Renouveler le financement des filières industrielles

Dossier : Les secrets de la Supply ChainMagazine N°700 Décembre 2014
Par Hervé HILLION (80)

Dans la plu­part des fil­ières indus­trielles, les grands don­neurs d’ordre ont exter­nal­isé plus de 80 % de la valeur ajoutée de con­cep­tion et de pro­duc­tion auprès d’un grand nom­bre de four­nisseurs ou sous-trai­tants spécialisés.

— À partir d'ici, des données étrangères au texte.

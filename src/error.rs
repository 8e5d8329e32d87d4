//! Error handling module
//!
//! Centralized error types and HTTP response conversion.

use axum::http::StatusCode;
use axum::response::{IntoResponse, Response};
use axum::Json;
use rust_decimal::Decimal;
use serde::Serialize;

/// Application-wide Result type
pub type AppResult<T> = Result<T, AppError>;

/// Application error types
#[derive(Debug, thiserror::Error)]
pub enum AppError {
    // Client errors (4xx)
    #[error("Invalid request: {0}")]
    InvalidRequest(String),

    #[error("Insufficient funds: requested {requested}, available {available}")]
    InsufficientFunds {
        requested: Decimal,
        available: Decimal,
    },

    #[error("Invalid state: {0}")]
    InvalidState(String),

    #[error("Missing principal")]
    MissingPrincipal,

    #[error("Unknown principal: {0}")]
    UnknownPrincipal(String),

    #[error("Permission denied: {0}")]
    PermissionDenied(String),

    #[error("Campaign not found: {0}")]
    CampaignNotFound(String),

    #[error("Submission not found: {0}")]
    SubmissionNotFound(String),

    #[error("Payment not found: {0}")]
    PaymentNotFound(String),

    #[error("Withdrawal not found: {0}")]
    WithdrawalNotFound(String),

    #[error("Creator not found: {0}")]
    CreatorNotFound(String),

    #[error("Conflict: concurrent modification detected")]
    Conflict,

    // Domain errors
    #[error(transparent)]
    Domain(#[from] crate::domain::DomainError),

    // Server errors (5xx)
    #[error("Database error: {0}")]
    Database(#[from] sqlx::Error),

    #[error("Internal error: {0}")]
    Internal(String),

    #[error("Configuration error: {0}")]
    Config(#[from] crate::config::ConfigError),
}

/// Error response body
#[derive(Debug, Serialize)]
pub struct ErrorResponse {
    pub error: String,
    pub error_code: String,
    #[serde(skip_serializing_if = "Option::is_none")]
    pub details: Option<String>,
}

impl IntoResponse for AppError {
    fn into_response(self) -> Response {
        let (status, error_code, details) = match &self {
            // 400 Bad Request
            AppError::InvalidRequest(msg) => {
                (StatusCode::BAD_REQUEST, "invalid_request", Some(msg.clone()))
            }

            // 402 Payment Required
            AppError::InsufficientFunds { requested, available } => (
                StatusCode::PAYMENT_REQUIRED,
                "insufficient_funds",
                Some(format!("requested {}, available {}", requested, available)),
            ),

            // 401 Unauthorized
            AppError::MissingPrincipal => {
                (StatusCode::UNAUTHORIZED, "missing_principal", None)
            }
            AppError::UnknownPrincipal(id) => {
                (StatusCode::UNAUTHORIZED, "unknown_principal", Some(id.clone()))
            }

            // 403 Forbidden
            AppError::PermissionDenied(msg) => {
                (StatusCode::FORBIDDEN, "permission_denied", Some(msg.clone()))
            }

            // 404 Not Found
            AppError::CampaignNotFound(id) => {
                (StatusCode::NOT_FOUND, "campaign_not_found", Some(id.clone()))
            }
            AppError::SubmissionNotFound(id) => {
                (StatusCode::NOT_FOUND, "submission_not_found", Some(id.clone()))
            }
            AppError::PaymentNotFound(id) => {
                (StatusCode::NOT_FOUND, "payment_not_found", Some(id.clone()))
            }
            AppError::WithdrawalNotFound(id) => {
                (StatusCode::NOT_FOUND, "withdrawal_not_found", Some(id.clone()))
            }
            AppError::CreatorNotFound(id) => {
                (StatusCode::NOT_FOUND, "creator_not_found", Some(id.clone()))
            }

            // 409 Conflict
            AppError::InvalidState(msg) => {
                (StatusCode::CONFLICT, "invalid_state", Some(msg.clone()))
            }
            AppError::Conflict => (StatusCode::CONFLICT, "conflict", None),

            // Domain errors - map to appropriate HTTP status
            AppError::Domain(domain_err) => {
                if domain_err.is_client_error() {
                    (
                        StatusCode::BAD_REQUEST,
                        "validation_error",
                        Some(domain_err.to_string()),
                    )
                } else {
                    tracing::error!("Domain consistency error: {}", domain_err);
                    (StatusCode::INTERNAL_SERVER_ERROR, "internal_error", None)
                }
            }

            // 500 Internal Server Error
            AppError::Database(e) => {
                tracing::error!("Database error: {:?}", e);
                (StatusCode::INTERNAL_SERVER_ERROR, "database_error", None)
            }
            AppError::Internal(msg) => {
                tracing::error!("Internal error: {}", msg);
                (StatusCode::INTERNAL_SERVER_ERROR, "internal_error", None)
            }
            AppError::Config(e) => {
                tracing::error!("Config error: {:?}", e);
                (StatusCode::INTERNAL_SERVER_ERROR, "config_error", None)
            }
        };

        let body = ErrorResponse {
            error: self.to_string(),
            error_code: error_code.to_string(),
            details,
        };

        (status, Json(body)).into_response()
    }
}

impl AppError {
    /// Whether the underlying database error is a serialization failure or
    /// deadlock, i.e. the request lost a concurrency race and may be retried
    /// a bounded number of times.
    pub fn is_concurrency_conflict(err: &sqlx::Error) -> bool {
        match err {
            sqlx::Error::Database(db_err) => matches!(
                db_err.code().as_deref(),
                Some("40001") | Some("40P01")
            ),
            _ => false,
        }
    }
}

Or, la grande majorité de ces four­nisseurs sont des PME-ETI (plus de 2 000 en rang 1 pour Air­bus à titre d’exemple) dont la capac­ité à financer, par antic­i­pa­tion, les études, les investisse­ments, les achats, les stocks néces­saires à la four­ni­ture des pièces et équipements, est évidem­ment cri­tique pour sécuris­er la sup­ply chain dans son ensemble.

REPÈRES

La supply chain finance couvre le financement du BFR (« besoin en fonds de roulement »), la sécurisation des échanges internationaux entre les partenaires et une circulation plus rapide et plus sûre du cash-flow, grâce notamment aux nouvelles technologies et à la dématérialisation.
Cet article est limité à la gestion du BFR et aux nouvelles solutions de financement.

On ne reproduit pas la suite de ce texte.